Saved data entries:
■ ■ ■ ■ ■

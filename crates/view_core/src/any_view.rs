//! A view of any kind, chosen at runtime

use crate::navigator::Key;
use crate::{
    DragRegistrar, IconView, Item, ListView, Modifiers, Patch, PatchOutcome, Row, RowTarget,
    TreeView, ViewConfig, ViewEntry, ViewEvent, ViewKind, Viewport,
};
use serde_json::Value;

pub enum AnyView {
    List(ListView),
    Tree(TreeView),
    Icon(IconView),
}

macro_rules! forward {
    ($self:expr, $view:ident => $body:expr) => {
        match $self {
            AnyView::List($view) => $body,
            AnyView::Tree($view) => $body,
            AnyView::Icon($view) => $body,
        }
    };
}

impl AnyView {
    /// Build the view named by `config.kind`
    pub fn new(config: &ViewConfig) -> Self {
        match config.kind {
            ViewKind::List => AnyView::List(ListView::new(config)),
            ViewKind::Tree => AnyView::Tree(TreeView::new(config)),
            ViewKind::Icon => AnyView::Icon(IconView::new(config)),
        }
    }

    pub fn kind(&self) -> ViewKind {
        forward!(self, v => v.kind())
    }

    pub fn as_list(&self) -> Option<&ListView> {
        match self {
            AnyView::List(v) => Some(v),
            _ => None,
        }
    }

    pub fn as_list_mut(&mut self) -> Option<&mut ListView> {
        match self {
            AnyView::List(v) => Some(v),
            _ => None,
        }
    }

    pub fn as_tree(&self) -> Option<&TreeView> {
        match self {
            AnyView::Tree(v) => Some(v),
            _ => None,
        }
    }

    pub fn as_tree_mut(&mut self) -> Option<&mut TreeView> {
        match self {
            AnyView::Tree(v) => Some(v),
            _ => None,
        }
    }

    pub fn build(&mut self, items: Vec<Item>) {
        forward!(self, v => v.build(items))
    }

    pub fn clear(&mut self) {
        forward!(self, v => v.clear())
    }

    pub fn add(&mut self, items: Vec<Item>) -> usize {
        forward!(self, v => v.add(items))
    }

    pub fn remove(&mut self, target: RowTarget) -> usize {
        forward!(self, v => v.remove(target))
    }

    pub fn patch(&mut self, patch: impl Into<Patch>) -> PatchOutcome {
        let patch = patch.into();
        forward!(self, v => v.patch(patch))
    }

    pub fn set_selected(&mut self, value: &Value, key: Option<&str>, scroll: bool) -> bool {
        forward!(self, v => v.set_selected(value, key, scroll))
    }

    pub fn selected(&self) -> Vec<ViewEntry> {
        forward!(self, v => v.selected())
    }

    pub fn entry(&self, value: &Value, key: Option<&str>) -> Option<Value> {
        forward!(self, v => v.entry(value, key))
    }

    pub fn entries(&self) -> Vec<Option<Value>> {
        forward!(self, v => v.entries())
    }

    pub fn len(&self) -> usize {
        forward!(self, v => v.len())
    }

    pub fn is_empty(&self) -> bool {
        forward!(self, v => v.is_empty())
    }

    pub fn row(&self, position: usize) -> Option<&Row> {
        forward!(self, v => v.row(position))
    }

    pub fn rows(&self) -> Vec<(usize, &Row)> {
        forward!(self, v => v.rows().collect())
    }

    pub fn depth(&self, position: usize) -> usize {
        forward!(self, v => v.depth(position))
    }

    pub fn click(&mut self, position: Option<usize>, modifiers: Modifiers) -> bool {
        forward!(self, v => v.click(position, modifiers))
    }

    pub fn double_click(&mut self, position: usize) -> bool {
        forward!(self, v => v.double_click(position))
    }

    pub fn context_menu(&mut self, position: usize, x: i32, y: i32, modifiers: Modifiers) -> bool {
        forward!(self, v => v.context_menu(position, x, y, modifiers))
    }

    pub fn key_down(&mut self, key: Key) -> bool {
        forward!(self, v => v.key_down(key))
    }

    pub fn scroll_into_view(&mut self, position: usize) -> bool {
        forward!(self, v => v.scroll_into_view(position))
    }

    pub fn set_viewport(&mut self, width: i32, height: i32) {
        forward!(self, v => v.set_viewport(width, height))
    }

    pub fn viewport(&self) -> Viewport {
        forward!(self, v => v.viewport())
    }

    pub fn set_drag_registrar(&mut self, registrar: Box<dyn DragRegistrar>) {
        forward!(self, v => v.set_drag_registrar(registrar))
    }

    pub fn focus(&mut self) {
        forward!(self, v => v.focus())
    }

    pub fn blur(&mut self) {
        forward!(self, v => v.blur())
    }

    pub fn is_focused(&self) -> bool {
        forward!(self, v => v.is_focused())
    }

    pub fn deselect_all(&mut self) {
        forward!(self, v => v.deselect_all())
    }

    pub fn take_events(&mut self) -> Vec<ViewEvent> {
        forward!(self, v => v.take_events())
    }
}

■ ■ ■ ■ ■

Exercise requirements: For the string "ViewConfig", report how many lines of the records contain it, giving the number only.

Answer box: 2